Data Driven: By Design

2018-04-30 General Excel · publications · get started

The data revolution is upon us! Or at least that’s what someone with a snappy grasp of copy-editing and a mandate for clicks would say.

There’s a common misperception that’s out there in the data world that only some of us know how to be data driven. Only some of us have our data driving licenses and can get behind the wheel.

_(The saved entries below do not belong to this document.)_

// https://github.com/AtsushiSakai/PythonRobotics/tree/master/PathPlanning/CubicSpline
// https://github.com/onlytailei/CppRobotics/blob/master/include/cubic_spline.h
// Natural cubic spline y = f(x) through strictly increasing knots
//
// Author: Atsushi Sakai(@Atsushi_twi)
//         TAI Lei
//         Ryohei Sasaki(@rsasaki0109)

extern crate nalgebra as na;

use itertools::Itertools;

use crate::common::{PlannerError, PlannerResult};

#[derive(Debug, Clone)]
pub struct CubicSpline {
    a: Vec<f64>,
    b: Vec<f64>,
    c: Vec<f64>,
    d: Vec<f64>,
    x: Vec<f64>,
}

impl CubicSpline {
    pub fn new(x: &[f64], y: &[f64]) -> PlannerResult<CubicSpline> {
        if x.len() != y.len() {
            return Err(PlannerError::invalid_parameter(format!(
                "spline needs as many x as y values ({} != {})",
                x.len(),
                y.len()
            )));
        }
        if x.len() < 2 {
            return Err(PlannerError::invalid_parameter("spline needs at least 2 knots"));
        }
        if !x.iter().tuple_windows().all(|(x0, x1)| x1 > x0) {
            return Err(PlannerError::NumericalError(
                "spline knots must be strictly increasing".to_string(),
            ));
        }

        let nx = x.len();
        let h: Vec<f64> = x.iter().tuple_windows().map(|(x0, x1)| x1 - x0).collect();
        let a = y.to_vec();
        let a_mat = CubicSpline::calc_a(&h);
        let b_mat = CubicSpline::calc_b(&h, &a);

        let c_na = a_mat
            .lu()
            .solve(&b_mat)
            .ok_or_else(|| PlannerError::NumericalError("singular spline system".to_string()))?;
        let c: Vec<f64> = c_na.iter().copied().collect();

        let mut b: Vec<f64> = Vec::with_capacity(nx - 1);
        let mut d: Vec<f64> = Vec::with_capacity(nx - 1);
        for i in 0..nx - 1 {
            d.push((c[i + 1] - c[i]) / (3. * h[i]));
            b.push((a[i + 1] - a[i]) / h[i] - h[i] * (c[i + 1] + 2.0 * c[i]) / 3.0);
        }

        Ok(CubicSpline { a, b, c, d, x: x.to_vec() })
    }

    /// Evaluate f(t). Outside the knot range the end polynomials are extended.
    pub fn calc(&self, t: f64) -> f64 {
        let i = self.search_index(t);
        let dx = t - self.x[i];
        self.a[i] + self.b[i] * dx + self.c[i] * dx.powi(2) + self.d[i] * dx.powi(3)
    }

    fn search_index(&self, t: f64) -> usize {
        let upper = self.x.partition_point(|&xi| xi <= t);
        upper.saturating_sub(1).min(self.x.len() - 2)
    }

    fn calc_a(h: &[f64]) -> na::DMatrix<f64> {
        let nx = h.len() + 1;
        let mut a = na::DMatrix::zeros(nx, nx);
        a[(0, 0)] = 1.;
        for i in 0..nx - 1 {
            if i != nx - 2 {
                a[(i + 1, i + 1)] = 2.0 * (h[i] + h[i + 1]);
            }
            a[(i + 1, i)] = h[i];
            a[(i, i + 1)] = h[i];
        }
        a[(0, 1)] = 0.;
        a[(nx - 1, nx - 2)] = 0.;
        a[(nx - 1, nx - 1)] = 1.;
        a
    }

    fn calc_b(h: &[f64], a: &[f64]) -> na::DVector<f64> {
        let nx = h.len() + 1;
        let mut b = na::DVector::zeros(nx);
        for i in 0..nx - 2 {
            b[i + 1] = 3.0 * (a[i + 2] - a[i + 1]) / h[i + 1] - 3.0 * (a[i + 1] - a[i]) / h[i];
        }
        b
    }
}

This is manifestly false. Even if you don’t know R or Python or any other part of the common data science toolkit (yet), there are things you can do and start to think about today as you begin to embrace the idea of data-driven decision making.

A lot of people talk about how new all this data and data science is. While our industry has changed rapidly, both in the amount, quality and type of data we have access to and can interrogate, a lot hasn’t changed.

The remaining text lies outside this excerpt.